____ Information given
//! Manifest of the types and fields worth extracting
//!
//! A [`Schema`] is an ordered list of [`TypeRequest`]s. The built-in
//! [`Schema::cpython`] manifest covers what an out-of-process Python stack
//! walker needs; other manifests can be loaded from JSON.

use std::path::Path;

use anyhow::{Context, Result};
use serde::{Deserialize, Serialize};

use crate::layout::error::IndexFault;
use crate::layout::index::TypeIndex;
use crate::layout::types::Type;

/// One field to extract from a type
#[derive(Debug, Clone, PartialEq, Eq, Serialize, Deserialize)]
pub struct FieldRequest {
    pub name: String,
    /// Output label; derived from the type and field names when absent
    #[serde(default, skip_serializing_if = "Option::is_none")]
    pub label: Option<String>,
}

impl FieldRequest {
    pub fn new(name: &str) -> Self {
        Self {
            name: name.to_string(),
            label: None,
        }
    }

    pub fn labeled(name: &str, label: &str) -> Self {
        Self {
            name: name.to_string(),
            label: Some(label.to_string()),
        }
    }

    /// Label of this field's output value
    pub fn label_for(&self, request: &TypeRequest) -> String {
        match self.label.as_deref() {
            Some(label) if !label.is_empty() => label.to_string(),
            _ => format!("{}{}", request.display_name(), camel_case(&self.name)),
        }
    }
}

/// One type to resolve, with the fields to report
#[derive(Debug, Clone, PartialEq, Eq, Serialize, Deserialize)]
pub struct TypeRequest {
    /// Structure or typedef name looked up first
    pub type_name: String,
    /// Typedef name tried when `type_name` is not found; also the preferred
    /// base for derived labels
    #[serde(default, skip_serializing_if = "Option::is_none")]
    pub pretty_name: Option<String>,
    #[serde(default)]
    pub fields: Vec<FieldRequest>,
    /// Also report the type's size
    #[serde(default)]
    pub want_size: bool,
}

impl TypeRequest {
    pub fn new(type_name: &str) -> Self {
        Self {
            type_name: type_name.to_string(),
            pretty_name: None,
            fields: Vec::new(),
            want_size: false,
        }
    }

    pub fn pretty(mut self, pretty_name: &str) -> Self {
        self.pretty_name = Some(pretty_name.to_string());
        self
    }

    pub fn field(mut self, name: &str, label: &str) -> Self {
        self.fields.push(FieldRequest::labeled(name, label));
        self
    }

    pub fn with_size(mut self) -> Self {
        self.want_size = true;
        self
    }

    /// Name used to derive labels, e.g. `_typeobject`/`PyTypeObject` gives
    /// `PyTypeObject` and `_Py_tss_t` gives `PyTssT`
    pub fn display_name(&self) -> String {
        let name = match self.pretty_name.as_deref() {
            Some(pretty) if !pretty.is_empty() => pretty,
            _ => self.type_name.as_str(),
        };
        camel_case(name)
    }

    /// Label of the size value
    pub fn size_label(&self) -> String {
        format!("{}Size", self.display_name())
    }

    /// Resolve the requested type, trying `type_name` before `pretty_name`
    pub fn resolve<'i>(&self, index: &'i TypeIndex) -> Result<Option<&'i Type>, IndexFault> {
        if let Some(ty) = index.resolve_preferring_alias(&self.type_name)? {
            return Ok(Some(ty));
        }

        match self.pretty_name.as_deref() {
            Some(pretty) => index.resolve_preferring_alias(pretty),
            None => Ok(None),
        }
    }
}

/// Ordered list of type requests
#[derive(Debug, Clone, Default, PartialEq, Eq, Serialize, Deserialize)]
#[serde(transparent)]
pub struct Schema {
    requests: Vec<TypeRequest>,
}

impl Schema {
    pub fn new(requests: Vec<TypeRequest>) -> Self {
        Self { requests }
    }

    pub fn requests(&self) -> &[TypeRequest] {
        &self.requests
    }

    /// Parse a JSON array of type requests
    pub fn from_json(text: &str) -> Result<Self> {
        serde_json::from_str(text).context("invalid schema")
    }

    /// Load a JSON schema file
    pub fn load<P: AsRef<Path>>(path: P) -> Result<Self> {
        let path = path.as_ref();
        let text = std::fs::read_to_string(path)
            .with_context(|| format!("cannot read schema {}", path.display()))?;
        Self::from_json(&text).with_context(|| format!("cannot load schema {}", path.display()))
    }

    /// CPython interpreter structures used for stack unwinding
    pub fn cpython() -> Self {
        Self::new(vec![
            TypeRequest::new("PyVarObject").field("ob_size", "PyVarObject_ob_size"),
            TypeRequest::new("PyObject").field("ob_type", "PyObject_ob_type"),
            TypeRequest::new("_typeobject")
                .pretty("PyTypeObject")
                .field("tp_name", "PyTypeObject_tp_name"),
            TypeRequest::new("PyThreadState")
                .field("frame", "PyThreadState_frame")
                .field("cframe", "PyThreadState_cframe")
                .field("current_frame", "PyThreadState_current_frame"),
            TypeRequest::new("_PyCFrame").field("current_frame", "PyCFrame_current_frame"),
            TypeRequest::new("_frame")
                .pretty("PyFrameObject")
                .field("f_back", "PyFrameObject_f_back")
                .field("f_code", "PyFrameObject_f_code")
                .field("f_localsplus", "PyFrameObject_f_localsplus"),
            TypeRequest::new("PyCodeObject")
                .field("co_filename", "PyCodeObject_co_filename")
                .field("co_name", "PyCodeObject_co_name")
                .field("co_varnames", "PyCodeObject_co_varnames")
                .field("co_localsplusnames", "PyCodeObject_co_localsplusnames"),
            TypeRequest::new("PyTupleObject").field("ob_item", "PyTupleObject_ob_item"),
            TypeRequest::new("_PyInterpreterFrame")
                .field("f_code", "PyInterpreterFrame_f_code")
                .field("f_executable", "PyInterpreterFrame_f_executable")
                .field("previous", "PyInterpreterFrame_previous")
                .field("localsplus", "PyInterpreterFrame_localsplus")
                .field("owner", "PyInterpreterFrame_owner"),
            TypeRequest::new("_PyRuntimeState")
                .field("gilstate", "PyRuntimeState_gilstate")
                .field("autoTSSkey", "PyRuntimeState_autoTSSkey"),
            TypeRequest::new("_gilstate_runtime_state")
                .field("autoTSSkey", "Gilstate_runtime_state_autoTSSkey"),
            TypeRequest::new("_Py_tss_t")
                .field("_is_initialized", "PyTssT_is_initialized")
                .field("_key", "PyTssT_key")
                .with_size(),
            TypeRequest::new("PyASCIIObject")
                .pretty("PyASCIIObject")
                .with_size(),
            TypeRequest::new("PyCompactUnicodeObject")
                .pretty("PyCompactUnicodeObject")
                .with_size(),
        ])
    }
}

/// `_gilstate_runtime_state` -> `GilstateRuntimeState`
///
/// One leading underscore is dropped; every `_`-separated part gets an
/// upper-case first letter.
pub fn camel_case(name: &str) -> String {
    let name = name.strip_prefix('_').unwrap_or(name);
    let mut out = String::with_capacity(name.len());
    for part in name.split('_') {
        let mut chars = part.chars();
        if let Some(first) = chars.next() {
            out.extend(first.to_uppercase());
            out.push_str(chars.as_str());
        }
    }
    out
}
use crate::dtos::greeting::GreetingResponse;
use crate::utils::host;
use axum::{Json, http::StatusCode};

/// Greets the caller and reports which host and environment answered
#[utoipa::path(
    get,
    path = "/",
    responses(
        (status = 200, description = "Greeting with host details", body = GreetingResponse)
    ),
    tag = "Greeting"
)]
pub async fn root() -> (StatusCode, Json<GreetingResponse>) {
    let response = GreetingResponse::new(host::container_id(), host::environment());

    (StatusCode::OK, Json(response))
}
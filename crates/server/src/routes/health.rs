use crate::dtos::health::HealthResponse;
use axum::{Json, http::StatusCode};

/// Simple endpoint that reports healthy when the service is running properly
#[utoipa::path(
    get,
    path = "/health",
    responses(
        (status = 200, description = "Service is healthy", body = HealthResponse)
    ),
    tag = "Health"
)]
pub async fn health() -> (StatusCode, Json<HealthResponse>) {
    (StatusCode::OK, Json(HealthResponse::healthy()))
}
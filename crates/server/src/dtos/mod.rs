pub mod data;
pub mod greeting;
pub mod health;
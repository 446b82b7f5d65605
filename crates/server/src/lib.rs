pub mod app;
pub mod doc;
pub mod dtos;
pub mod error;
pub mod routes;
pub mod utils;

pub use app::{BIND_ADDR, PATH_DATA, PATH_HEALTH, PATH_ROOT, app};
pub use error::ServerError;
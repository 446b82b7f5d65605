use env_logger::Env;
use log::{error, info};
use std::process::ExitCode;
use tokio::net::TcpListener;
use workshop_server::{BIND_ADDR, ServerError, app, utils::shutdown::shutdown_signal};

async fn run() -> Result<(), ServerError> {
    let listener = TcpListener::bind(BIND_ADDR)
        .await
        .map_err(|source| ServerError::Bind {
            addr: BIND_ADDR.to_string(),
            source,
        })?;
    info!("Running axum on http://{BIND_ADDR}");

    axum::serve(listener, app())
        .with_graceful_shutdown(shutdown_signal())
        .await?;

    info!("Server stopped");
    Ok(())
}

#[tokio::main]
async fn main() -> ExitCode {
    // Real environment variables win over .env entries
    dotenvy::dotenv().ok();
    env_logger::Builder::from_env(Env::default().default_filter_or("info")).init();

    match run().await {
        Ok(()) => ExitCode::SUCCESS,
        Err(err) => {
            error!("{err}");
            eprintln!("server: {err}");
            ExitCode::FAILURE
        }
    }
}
________
____ Information given
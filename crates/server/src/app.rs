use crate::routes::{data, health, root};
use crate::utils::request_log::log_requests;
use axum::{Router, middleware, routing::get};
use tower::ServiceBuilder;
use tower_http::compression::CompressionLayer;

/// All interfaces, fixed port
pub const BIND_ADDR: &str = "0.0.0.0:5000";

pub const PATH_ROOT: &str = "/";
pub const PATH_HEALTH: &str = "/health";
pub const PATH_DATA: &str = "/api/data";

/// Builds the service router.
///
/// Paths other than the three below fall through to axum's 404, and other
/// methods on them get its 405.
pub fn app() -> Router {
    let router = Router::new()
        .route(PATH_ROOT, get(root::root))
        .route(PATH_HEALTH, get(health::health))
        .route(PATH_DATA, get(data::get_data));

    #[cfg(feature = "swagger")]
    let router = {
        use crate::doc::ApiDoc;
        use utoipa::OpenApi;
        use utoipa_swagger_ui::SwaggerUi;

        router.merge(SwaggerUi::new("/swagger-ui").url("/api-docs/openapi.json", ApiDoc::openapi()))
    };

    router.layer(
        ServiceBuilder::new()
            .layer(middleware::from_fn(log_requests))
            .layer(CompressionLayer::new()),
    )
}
________
[Task instructions] Beginning at the line with "fields worth extracting" and ending at the line with "use std::path::Path;", reproduce each line of the data above exactly, and add no other lines.

[Completed task]
//! Manifest of the types and fields worth extracting
//!
//! A [`Schema`] is an ordered list of [`TypeRequest`]s. The built-in
//! [`Schema::cpython`] manifest covers what an out-of-process Python stack
//! walker needs; other manifests can be loaded from JSON.

use std::path::Path;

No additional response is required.